> [PROBLEM TO SOLVE]
Lines with the word "writeln": copy all of them from the entries below.

> [DATASET]
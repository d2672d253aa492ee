//! Command-line interface for the dukedom simulation.

use std::path::PathBuf;

use lexopt::prelude::*;

use crate::game::RETIREMENT_YEAR;
use crate::scenario::Scenario;

/// Command-line arguments for a run.
#[derive(Debug, Clone)]
pub struct CliArgs {
    pub command: Command,
    pub steward: String,
    pub scenario_name: String,
    pub scenario_file: Option<PathBuf>,
    pub years: Option<i32>,
    pub sampler: Option<String>,
    pub random_seed: Option<u64>,
    pub quiet: bool,
    pub skip_report: bool,
    pub output_file: Option<PathBuf>,
}

#[derive(Debug, Clone)]
pub enum Command {
    Run,
    Ui { file: PathBuf },
}

impl CliArgs {
    /// Whether the messenger's detailed ledgers should be printed,
    /// both the year-zero one and the per-year ones.
    pub fn show_ledgers(&self) -> bool {
        !self.quiet && !self.skip_report
    }
}

impl Default for CliArgs {
    fn default() -> Self {
        Self {
            command: Command::Run,
            steward: "interactive".to_string(),
            scenario_name: "classic".to_string(),
            scenario_file: None,
            years: None,
            sampler: None,
            random_seed: None,
            quiet: false,
            skip_report: false,
            output_file: None,
        }
    }
}

pub fn parse_args() -> Result<CliArgs, lexopt::Error> {
    let mut args = lexopt::Parser::from_env();
    let mut cli_args = CliArgs::default();
    let mut subcommand = None;
    let mut ui_file = None;

    while let Some(arg) = args.next()? {
        match arg {
            Value(val) => {
                let val_str = val.string()?;
                if subcommand.is_none() {
                    subcommand = Some(val_str);
                } else if subcommand.as_deref() == Some("ui") {
                    ui_file = Some(PathBuf::from(val_str));
                }
            }
            Long("steward") | Short('s') => {
                if let Some(Value(val)) = args.next()? {
                    cli_args.steward = val.string()?;
                }
            }
            Long("scenario") => {
                if let Some(Value(val)) = args.next()? {
                    cli_args.scenario_name = val.string()?;
                }
            }
            Long("scenario-file") => {
                if let Some(Value(val)) = args.next()? {
                    cli_args.scenario_file = Some(PathBuf::from(val.string()?));
                }
            }
            Long("years") | Short('y') => {
                if let Some(Value(val)) = args.next()? {
                    cli_args.years = Some(val.parse()?);
                }
            }
            Long("sampler") => {
                if let Some(Value(val)) = args.next()? {
                    cli_args.sampler = Some(val.string()?);
                }
            }
            Long("seed") => {
                if let Some(Value(val)) = args.next()? {
                    cli_args.random_seed = Some(val.parse()?);
                }
            }
            Long("quiet") | Short('q') => cli_args.quiet = true,
            Long("skip-report") => cli_args.skip_report = true,
            Long("output") | Short('o') => {
                if let Some(Value(val)) = args.next()? {
                    cli_args.output_file = Some(PathBuf::from(val.string()?));
                }
            }
            Long("help") | Short('h') => {
                print_help();
                std::process::exit(0);
            }
            _ => return Err(arg.unexpected()),
        }
    }

    cli_args.command = match subcommand.as_deref() {
        Some("ui") => Command::Ui {
            file: ui_file.unwrap_or_else(|| PathBuf::from("dukedom_events.json")),
        },
        Some("run") | None => Command::Run,
        Some(cmd) => {
            eprintln!("Unknown command: {}", cmd);
            print_help();
            std::process::exit(1);
        }
    };

    Ok(cli_args)
}

/// Apply CLI overrides to a loaded scenario.
pub fn apply_overrides(scenario: &mut Scenario, args: &CliArgs) {
    if let Some(years) = args.years {
        scenario.parameters.years = years.min(RETIREMENT_YEAR);
    }
    if let Some(seed) = args.random_seed {
        scenario.parameters.random_seed = Some(seed);
    }
    if let Some(sampler) = args.sampler.as_deref() {
        match sampler {
            "gaussian" => scenario.parameters.sampler = crate::curves::SamplerKind::Gaussian,
            "talbot" => scenario.parameters.sampler = crate::curves::SamplerKind::Talbot,
            other => eprintln!("Unknown sampler '{}', keeping {:?}", other, scenario.parameters.sampler),
        }
    }
}

fn print_help() {
    println!("\nDukedom - a reign simulation\n");
    println!("USAGE:");
    println!("    dukedom-sim [COMMAND] [OPTIONS]\n");

    println!("COMMANDS:");
    println!("    run              Play or simulate a reign (default)");
    println!("    ui [FILE]        Replay a saved reign's events in a TUI\n");

    println!("OPTIONS:");
    println!("    -s, --steward <NAME>       Who rules: interactive (default), caretaker,");
    println!("                               expansionist");
    println!("    --scenario <NAME>          Use a built-in scenario (default: classic)");
    println!("    --scenario-file <FILE>     Load scenario from JSON file");
    println!("    -y, --years <N>            Years to simulate (at most {})", RETIREMENT_YEAR);
    println!("    --sampler <NAME>           Chance curves: gaussian (default) or talbot");
    println!("    --seed <N>                 Random seed for reproducible reigns");
    println!("    -o, --output <FILE>        Write the event log to the given file");
    println!("    -q, --quiet                Suppress the yearly report");
    println!("    --skip-report              Skip the detailed ledgers, yearly and year-zero");
    println!("    -h, --help                 Print help information\n");

    println!("UI CONTROLS:");
    println!("    Space            Pause/Resume playback");
    println!("    ←/→              Step backward/forward through events");
    println!("    Home/End         Jump to beginning/end");
    println!("    Q                Quit\n");

    println!("EXAMPLES:");
    println!("    # Play at the terminal");
    println!("    dukedom-sim run\n");

    println!("    # Watch a caretaker regency with a fixed seed");
    println!("    dukedom-sim run -s caretaker --seed 1984 -o reign.json\n");

    println!("    # Replay it afterwards");
    println!("    dukedom-sim ui reign.json");
}

#[cfg(test)]
mod tests {
    use super::*;
    use crate::curves::SamplerKind;
    use crate::scenario::create_standard_scenarios;

    #[test]
    fn test_overrides_apply_to_scenario() {
        let mut scenario = create_standard_scenarios()[0].clone();
        let args = CliArgs {
            years: Some(10),
            random_seed: Some(42),
            sampler: Some("talbot".to_string()),
            ..CliArgs::default()
        };
        apply_overrides(&mut scenario, &args);
        assert_eq!(scenario.parameters.years, 10);
        assert_eq!(scenario.parameters.random_seed, Some(42));
        assert_eq!(scenario.parameters.sampler, SamplerKind::Talbot);
    }

    #[test]
    fn test_years_override_is_capped() {
        let mut scenario = create_standard_scenarios()[0].clone();
        let args = CliArgs {
            years: Some(500),
            ..CliArgs::default()
        };
        apply_overrides(&mut scenario, &args);
        assert_eq!(scenario.parameters.years, RETIREMENT_YEAR);
    }

    #[test]
    fn test_skip_report_silences_the_ledgers() {
        let mut args = CliArgs::default();
        assert!(args.show_ledgers());
        args.skip_report = true;
        assert!(!args.show_ledgers());
        args.skip_report = false;
        args.quiet = true;
        assert!(!args.show_ledgers());
    }
}
pub mod cli;
pub mod curves;
pub mod events;
pub mod game;
pub mod land;
pub mod report;
pub mod scenario;
pub mod strategies;
pub mod ui;
pub mod war;
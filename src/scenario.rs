//! Scenario configuration: a named starting position plus run parameters,
//! loadable from JSON so reigns can be replayed and compared.

use std::fmt;
use std::fs;
use std::io;
use std::path::Path;

use rust_decimal::Decimal;
use rust_decimal_macros::dec;
use serde::{Deserialize, Serialize};

use crate::curves::SamplerKind;
use crate::game::{GameState, RETIREMENT_YEAR};
use crate::land::{LandBuckets, TIERS};

/// A complete, self-describing run configuration.
#[derive(Debug, Clone, Serialize, Deserialize)]
pub struct Scenario {
    pub name: String,
    pub description: String,
    pub parameters: ReignParameters,
    pub duchy: DuchyConfig,
}

#[derive(Debug, Clone, Serialize, Deserialize)]
pub struct ReignParameters {
    /// Years to simulate, at most the retirement year.
    pub years: i32,
    pub sampler: SamplerKind,
    /// Fixed seed for reproducible reigns; `None` seeds from entropy.
    pub random_seed: Option<u64>,
}

/// The duchy as the reign opens.
#[derive(Debug, Clone, Serialize, Deserialize)]
pub struct DuchyConfig {
    pub peasants: i32,
    pub grain: i32,
    /// Hectares by fertility tier, best first.
    pub land_buckets: [i32; TIERS],
    pub crop_yield: Decimal,
}

impl DuchyConfig {
    pub fn into_state(self) -> GameState {
        let buckets = LandBuckets(self.land_buckets);
        GameState {
            peasants: self.peasants,
            grain: self.grain,
            land: buckets.total(),
            buckets,
            crop_yield: self.crop_yield,
            ..GameState::default()
        }
    }
}

impl Scenario {
    pub fn save_to_file<P: AsRef<Path>>(&self, path: P) -> io::Result<()> {
        let json = serde_json::to_string_pretty(self)?;
        fs::write(path, json)
    }

    pub fn load_from_file<P: AsRef<Path>>(path: P) -> io::Result<Self> {
        let json = fs::read_to_string(path)?;
        let scenario = serde_json::from_str(&json)?;
        Ok(scenario)
    }

    pub fn validate(&self) -> Result<(), String> {
        if self.name.is_empty() {
            return Err("scenario must have a name".to_string());
        }
        if self.parameters.years < 1 || self.parameters.years > RETIREMENT_YEAR {
            return Err(format!(
                "years must be between 1 and {}, got {}",
                RETIREMENT_YEAR, self.parameters.years
            ));
        }
        if self.duchy.peasants < 33 {
            return Err(format!(
                "a duchy needs at least 33 peasants, got {}",
                self.duchy.peasants
            ));
        }
        if self.duchy.grain < 429 {
            return Err(format!(
                "a duchy needs at least 429 HL of grain, got {}",
                self.duchy.grain
            ));
        }
        let land: i32 = self.duchy.land_buckets.iter().sum();
        if land < 200 {
            return Err(format!("a duchy needs at least 200 HA of land, got {}", land));
        }
        if self.duchy.land_buckets.iter().any(|&b| b < 0) {
            return Err("land buckets cannot be negative".to_string());
        }
        if self.duchy.crop_yield <= Decimal::ZERO {
            return Err(format!(
                "crop yield must be positive, got {}",
                self.duchy.crop_yield
            ));
        }
        Ok(())
    }
}

impl fmt::Display for Scenario {
    fn fmt(&self, f: &mut fmt::Formatter<'_>) -> fmt::Result {
        writeln!(f, "Scenario: {}", self.name)?;
        writeln!(f, "  {}", self.description)?;
        writeln!(
            f,
            "  {} years, {:?} sampler, seed {:?}",
            self.parameters.years, self.parameters.sampler, self.parameters.random_seed
        )?;
        write!(
            f,
            "  {} peasants, {} HA, {} HL of grain, yield {}",
            self.duchy.peasants,
            self.duchy.land_buckets.iter().sum::<i32>(),
            self.duchy.grain,
            self.duchy.crop_yield
        )
    }
}

/// The classic start plus a couple of variants worth comparing stewards on.
pub fn create_standard_scenarios() -> Vec<Scenario> {
    vec![
        Scenario {
            name: "classic".to_string(),
            description: "The standard start: a middling duchy after a fair harvest.".to_string(),
            parameters: ReignParameters {
                years: RETIREMENT_YEAR,
                sampler: SamplerKind::Gaussian,
                random_seed: None,
            },
            duchy: DuchyConfig {
                peasants: 100,
                grain: 4177,
                land_buckets: [216, 200, 184, 0, 0, 0],
                crop_yield: dec!(3.95),
            },
        },
        Scenario {
            name: "hard-winter".to_string(),
            description: "The granary is nearly bare and last year's harvest was poor."
                .to_string(),
            parameters: ReignParameters {
                years: RETIREMENT_YEAR,
                sampler: SamplerKind::Gaussian,
                random_seed: None,
            },
            duchy: DuchyConfig {
                peasants: 90,
                grain: 1500,
                land_buckets: [180, 170, 160, 40, 30, 20],
                crop_yield: dec!(3.25),
            },
        },
        Scenario {
            name: "wide-lands".to_string(),
            description: "A sprawling duchy with more land than its peasants can farm."
                .to_string(),
            parameters: ReignParameters {
                years: RETIREMENT_YEAR,
                sampler: SamplerKind::Gaussian,
                random_seed: None,
            },
            duchy: DuchyConfig {
                peasants: 110,
                grain: 5200,
                land_buckets: [320, 300, 280, 60, 40, 0],
                crop_yield: dec!(4.1),
            },
        },
    ]
}
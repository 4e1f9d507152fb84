//-
// Copyright (c) 2024, Jason Lingle
//
// This file is part of Tinmail.
//
// Tinmail is free software: you can  redistribute it and/or modify it under
// the terms of  the GNU General Public License as  published by the Free
// Software Foundation, either version 3 of  the License, or (at your option)
// any later version.
//
// Tinmail is distributed  in the hope that  it will be useful,  but WITHOUT
// ANY WARRANTY; without even  the implied warranty of MERCHANTABILITY or
// FITNESS FOR A PARTICULAR PURPOSE. See the GNU General Public License for
// more details.
//
// You should have received a copy of the GNU General Public License along
// with Tinmail. If not, see <http://www.gnu.org/licenses/>.

/// The maximum length of a user name, in bytes.
pub const MAX_USER_LEN: usize = 8;

/// The maximum length of a message subject accepted by the client, in bytes.
///
/// This is advisory only; the server stores whatever single line it is
/// given.
pub const MAX_SUBJECT_LEN: usize = 80;

/// Determine whether the given name is a valid user name.
///
/// User names double as file system elements under the spool root, so this
/// is also the input-sanitisation boundary: anything which passes is safe to
/// use as a single path component. The grammar is deliberately narrow — 1 to
/// 8 characters, each an ASCII lowercase letter or decimal digit — which
/// excludes directory traversal, path separators, hidden files, and control
/// characters without needing to enumerate them.
pub fn is_valid_user_name(name: &str) -> bool {
    !name.is_empty()
        && name.len() <= MAX_USER_LEN
        && name
            .bytes()
            .all(|c| c.is_ascii_lowercase() || c.is_ascii_digit())
}

#[cfg(test)]
mod test {
    use proptest::prelude::*;

    use super::*;

    #[test]
    fn test_is_valid_user_name() {
        assert!(is_valid_user_name("a"));
        assert!(is_valid_user_name("zim"));
        assert!(is_valid_user_name("user42"));
        assert!(is_valid_user_name("12345678"));
        assert!(!is_valid_user_name(""));
        assert!(!is_valid_user_name("ninechars"));
        assert!(!is_valid_user_name("Dib"));
        assert!(!is_valid_user_name("foo bar"));
        assert!(!is_valid_user_name("foo.bar"));
        assert!(!is_valid_user_name("foo/bar"));
        assert!(!is_valid_user_name("foo\\bar"));
        assert!(!is_valid_user_name("."));
        assert!(!is_valid_user_name(".."));
        assert!(!is_valid_user_name(".hidden"));
        assert!(!is_valid_user_name("gäz"));
        assert!(!is_valid_user_name("foo\0"));
        assert!(!is_valid_user_name("foo\r"));
    }

    proptest! {
        #[test]
        fn short_lowercase_alnum_accepted(name in "[a-z0-9]{1,8}") {
            prop_assert!(is_valid_user_name(&name));
        }

        #[test]
        fn oversized_names_rejected(name in "[a-z0-9]{9,32}") {
            prop_assert!(!is_valid_user_name(&name));
        }
    }
}
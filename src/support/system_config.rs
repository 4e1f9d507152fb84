//-
// Copyright (c) 2024, Jason Lingle
//
// This file is part of Tinmail.
//
// Tinmail is free software: you can  redistribute it and/or modify it under
// the terms of  the GNU General Public License as  published by the Free
// Software Foundation, either version 3 of  the License, or (at your option)
// any later version.
//
// Tinmail is distributed  in the hope that  it will be useful,  but WITHOUT
// ANY WARRANTY; without even  the implied warranty of MERCHANTABILITY or
// FITNESS FOR A PARTICULAR PURPOSE. See the GNU General Public License for
// more details.
//
// You should have received a copy of the GNU General Public License along
// with Tinmail. If not, see <http://www.gnu.org/licenses/>.

use std::path::PathBuf;

use serde::{Deserialize, Serialize};

/// The system-wide configuration for Tinmail.
///
/// This is stored in a file conventionally named `tinmail.toml` and passed
/// to `tinmail serve` with `--config`. Every value has a default, so the
/// file (and every key in it) is optional. Command-line options override
/// values from the file.
#[derive(Clone, Debug, Deserialize, Serialize, Default)]
pub struct SystemConfig {
    /// Options for the mail server itself.
    #[serde(default)]
    pub server: ServerConfig,
}

#[derive(Clone, Debug, Deserialize, Serialize)]
#[serde(default)]
pub struct ServerConfig {
    /// The address and port to listen on.
    pub listen: String,

    /// The directory under which mailboxes are kept, one subdirectory per
    /// user. Created (with ancestors) at startup if missing.
    pub spool: PathBuf,

    /// Read/write timeout applied to each connection, in seconds.
    ///
    /// A connection which neither produces nor accepts a byte for this long
    /// is dropped. This bounds the resources a dead peer can pin; it does
    /// not change the protocol a live peer observes.
    pub io_timeout_secs: u64,
}

impl Default for ServerConfig {
    fn default() -> Self {
        ServerConfig {
            listen: "0.0.0.0:2525".to_owned(),
            spool: PathBuf::from("spool"),
            io_timeout_secs: 1800,
        }
    }
}
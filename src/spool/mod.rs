//-
// Copyright (c) 2024, Jason Lingle
//
// This file is part of Tinmail.
//
// Tinmail is free software: you can  redistribute it and/or modify it under
// the terms of  the GNU General Public License as  published by the Free
// Software Foundation, either version 3 of  the License, or (at your option)
// any later version.
//
// Tinmail is distributed  in the hope that  it will be useful,  but WITHOUT
// ANY WARRANTY; without even  the implied warranty of MERCHANTABILITY or
// FITNESS FOR A PARTICULAR PURPOSE. See the GNU General Public License for
// more details.
//
// You should have received a copy of the GNU General Public License along
// with Tinmail. If not, see <http://www.gnu.org/licenses/>.

pub mod arrival;
pub mod store;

> [RESPONSE BOX]
        writeln!(f, "Scenario: {}", self.name)?;
        writeln!(f, "  {}", self.description)?;
        writeln!(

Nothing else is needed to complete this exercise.